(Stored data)
———
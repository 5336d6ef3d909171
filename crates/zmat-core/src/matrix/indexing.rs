//! Element access by `(row, col)`.

use crate::complex::Complex64;
use crate::error::{CoreError, Result};

use super::CMatrix;

impl CMatrix {
    /// Offset of the real part of element `(row, col)` in the backing data.
    /// The imaginary part is at the next slot.
    ///
    /// No bounds check beyond a debug assertion; kernels that have already
    /// validated shapes use this directly.
    #[inline]
    pub fn index(&self, row: usize, col: usize) -> usize {
        debug_assert!(row < self.num_rows && col < self.num_cols);
        row * self.row_stride + 2 * col
    }

    fn checked_index(&self, row: usize, col: usize) -> Result<usize> {
        if row >= self.num_rows || col >= self.num_cols {
            return Err(CoreError::IndexOutOfBounds {
                row,
                col,
                shape: self.shape(),
            });
        }
        Ok(self.index(row, col))
    }

    /// The element at `(row, col)`.
    pub fn get(&self, row: usize, col: usize) -> Result<Complex64> {
        let i = self.checked_index(row, col)?;
        Ok(Complex64::new(self.data[i], self.data[i + 1]))
    }

    /// Real part of the element at `(row, col)`.
    pub fn get_real(&self, row: usize, col: usize) -> Result<f64> {
        let i = self.checked_index(row, col)?;
        Ok(self.data[i])
    }

    /// Imaginary part of the element at `(row, col)`.
    pub fn get_imag(&self, row: usize, col: usize) -> Result<f64> {
        let i = self.checked_index(row, col)?;
        Ok(self.data[i + 1])
    }

    /// Set the element at `(row, col)` to `real + imaginary i`.
    pub fn set(&mut self, row: usize, col: usize, real: f64, imaginary: f64) -> Result<()> {
        let i = self.checked_index(row, col)?;
        self.data[i] = real;
        self.data[i + 1] = imaginary;
        Ok(())
    }

    /// Set the element at `(row, col)` from a complex value.
    pub fn set_complex(&mut self, row: usize, col: usize, value: Complex64) -> Result<()> {
        self.set(row, col, value.re, value.im)
    }
}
———
ABOUT THIS TASK — Each record should be repeated in full, exactly as it is written.

RESPONSE BOX —
repository 5336d6ef3d909171
filename crates/zmat-core/src/matrix/indexing.rs
//! Element access by `(row, col)`.

use crate::complex::Complex64;
use crate::error::{CoreError, Result};

use super::CMatrix;

impl CMatrix {
    /// Offset of the real part of element `(row, col)` in the backing data.
    /// The imaginary part is at the next slot.
    ///
    /// No bounds check beyond a debug assertion; kernels that have already
    /// validated shapes use this directly.
    #[inline]
    pub fn index(&self, row: usize, col: usize) -> usize {
        debug_assert!(row < self.num_rows && col < self.num_cols);
        row * self.row_stride + 2 * col
    }

    fn checked_index(&self, row: usize, col: usize) -> Result<usize> {
        if row >= self.num_rows || col >= self.num_cols {
            return Err(CoreError::IndexOutOfBounds {
                row,
                col,
                shape: self.shape(),
            });
        }
        Ok(self.index(row, col))
    }

    /// The element at `(row, col)`.
    pub fn get(&self, row: usize, col: usize) -> Result<Complex64> {
        let i = self.checked_index(row, col)?;
        Ok(Complex64::new(self.data[i], self.data[i + 1]))
    }

    /// Real part of the element at `(row, col)`.
    pub fn get_real(&self, row: usize, col: usize) -> Result<f64> {
        let i = self.checked_index(row, col)?;
        Ok(self.data[i])
    }

    /// Imaginary part of the element at `(row, col)`.
    pub fn get_imag(&self, row: usize, col: usize) -> Result<f64> {
        let i = self.checked_index(row, col)?;
        Ok(self.data[i + 1])
    }

    /// Set the element at `(row, col)` to `real + imaginary i`.
    pub fn set(&mut self, row: usize, col: usize, real: f64, imaginary: f64) -> Result<()> {
        let i = self.checked_index(row, col)?;
        self.data[i] = real;
        self.data[i + 1] = imaginary;
        Ok(())
    }

    /// Set the element at `(row, col)` from a complex value.
    pub fn set_complex(&mut self, row: usize, col: usize, value: Complex64) -> Result<()> {
        self.set(row, col, value.re, value.im)
    }
}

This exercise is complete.